Kevin Steele, the current district attorney, who last summer helped revive the case, said any such deal, or the notion it would apply to future prosecutors, amounted to special treatment. "A secret agreement that permits a wealthy defendant to buy his way out of a criminal case isn't right," he argued.

Steele also challenged Castor's testimony, calling it "revisionist history." He noted that his predecessor's account changed more than once and questioned why the purported agreement was never put in writing.

The judge acknowledged the dispute amounted to uncharted legal waters. "This is a very unique situation," he said.

After leaving the charges intact, the judge also denied a motion by Cosby's lawyers to disqualify Steele and his office from prosecuting the case. The defense contended Steele violated attorney ethics rules last fall by using an implied promise to charge Cosby to win office in an election over Castor.

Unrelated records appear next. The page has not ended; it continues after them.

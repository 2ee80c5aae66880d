//! Networks created by clients, addressed by handle.
use gridlib::{Network, SimulationConfig};
use std::collections::HashMap;
use std::sync::{Arc, Mutex, MutexGuard};

/// Handle given to clients for a created network.
pub type NetworkId = usize;

/// A network together with the settings it was created with.
#[derive(Debug)]
pub struct NetworkEntry {
    pub name: Option<String>,
    pub network: Network,
    /// Holds the default source for distance queries.
    pub config: SimulationConfig,
}

/// Owns every network created through the API.
#[derive(Default, Debug)]
pub struct NetworkRegistry {
    next_id: NetworkId,
    networks: HashMap<NetworkId, NetworkEntry>,
}

/// Registry shared between request handlers.
pub type Registry = Arc<Mutex<NetworkRegistry>>;

impl NetworkRegistry {
    /// Store the network and return its handle. Handles are never reused.
    pub fn create(
        &mut self,
        name: Option<String>,
        network: Network,
        config: SimulationConfig,
    ) -> NetworkId {
        let id = self.next_id;
        self.next_id += 1;
        self.networks.insert(
            id,
            NetworkEntry {
                name,
                network,
                config,
            },
        );
        id
    }

    pub fn get(&self, id: NetworkId) -> Option<&NetworkEntry> {
        self.networks.get(&id)
    }

    pub fn get_mut(&mut self, id: NetworkId) -> Option<&mut NetworkEntry> {
        self.networks.get_mut(&id)
    }

    pub fn remove(&mut self, id: NetworkId) -> Option<NetworkEntry> {
        self.networks.remove(&id)
    }

    pub fn len(&self) -> usize {
        self.networks.len()
    }

    pub fn is_empty(&self) -> bool {
        self.networks.is_empty()
    }
}

/// Lock the registry, recovering it if poisoned. Network operations are all-or-nothing.
pub fn lock(registry: &Registry) -> MutexGuard<'_, NetworkRegistry> {
    match registry.lock() {
        Ok(guard) => guard,
        Err(poisoned) => {
            log::warn!("Recovering poisoned network registry");
            poisoned.into_inner()
        }
    }
}

#[cfg(test)]
mod tests {
    use super::*;
    use gridlib::Edge;

    fn add(registry: &mut NetworkRegistry, network: Network) -> NetworkId {
        registry.create(None, network, SimulationConfig::default())
    }

    #[test]
    fn handles_are_not_reused() {
        let mut registry = NetworkRegistry::default();
        let a = add(&mut registry, Network::new(2, vec![Edge::new(0, 1, 1)]));
        let b = add(&mut registry, Network::new(1, vec![]));
        assert_ne!(a, b);
        assert_eq!(registry.len(), 2);

        assert!(registry.remove(a).is_some());
        assert!(registry.get(a).is_none());
        let c = add(&mut registry, Network::new(1, vec![]));
        assert_ne!(a, c);
        assert_ne!(b, c);
    }

    #[test]
    fn mutate_through_handle() {
        let mut registry = NetworkRegistry::default();
        let id = add(&mut registry, Network::new(2, vec![Edge::new(0, 1, 1)]));
        registry.get_mut(id).unwrap().network.remove_one().unwrap();
        assert_eq!(registry.get(id).unwrap().network.removed_edges().len(), 1);
        assert!(registry.get_mut(id + 1).is_none());
    }

    #[test]
    fn keeps_name_and_config() {
        let mut registry = NetworkRegistry::default();
        let id = registry.create(
            Some("Feeder".to_string()),
            Network::new(3, vec![Edge::new(0, 2, 1)]),
            SimulationConfig { source: 2 },
        );
        let entry = registry.get(id).unwrap();
        assert_eq!(entry.name.as_deref(), Some("Feeder"));
        assert_eq!(entry.config.source, 2);
    }
}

But even as he rejected their arguments, O'Neill offered a glimpse of another strategy Cosby's lawyers may consider in an attempt to blunt the charges. If the case gets to trial, he said, they could reintroduce the non-prosecution argument in a move to suppress Cosby's 2006 deposition, which Steele's office used to build the current case after portions of it were released last summer.

In it, Cosby acknowledged a sexual encounter with Constand, which he maintained was consensual. He also testified that he had previously acquired Quaaludes with the intent of using them in consensual sexual encounters with women.

Throughout the hearing, O'Neill repeatedly reminded both sides that they were not in court yet to try Constand's underlying sexual-assault allegations.

During hours on the witness stand Tuesday, Castor rattled off a list of reasons why he thought her credibility would not hold up in court. Chief among them, he said, were inconsistencies in Constand's statements and her decision to contact a lawyer before she reported her alleged assault to police.

Now 42 and living in Toronto, Constand sued Castor last fall, contending he has repeatedly undermined her credibility for his own political gain.

She did not attend the hearing, but her attorney Dolores Troiani took the stand for prosecutors, and didn't mince words.

"We had a district attorney in 2005 slamming a victim," she said, describing Castor's public statements during the investigation that the case was weak.

She also explained that Constand sought civil counsel because she had heard news reports about women who had legal run-ins with Cosby.

Troiani cited a 1997 incident in which the comedian, with FBI help, secretly recorded a woman who claimed she was his illegitimate daughter in an attempt to extort $40 million. The woman was later sentenced to prison.

After Constand confronted Cosby with her allegations in January 2005, the comedian's representatives called her and her mother and offered money, an educational trust, and a trip to Florida, Troiani told the court.

The Constands "never asked for any money - Mr. Cosby was the one who interjected money into the conversation," the lawyer testified. "We thought Cosby - because he had done it before - was setting Andrea up."

She told the court that during settlement negotiations on Constand's civil lawsuit the next year, Cosby's lawyers wanted Constand to promise never to cooperate with a criminal investigation of him. "I was adamant that would not occur," Troiani said.

Ultimately, Constand agreed only not to initiate any further investigation of her claims. But under the terms of her confidentiality agreement with Cosby, she was free to cooperate if law enforcement contacted her first.

Other details of their settlement agreement, including the amount Cosby paid Constand, have remained confidential.

In July, Troiani said, Steele came to her office and said he would like to reopen the case. Troiani asked for time to talk it over with Constand.

"My client was deeply hurt by the manner in which she was treated" during the first investigation, Troiani said. "And yes, I am passionate and still furious about it."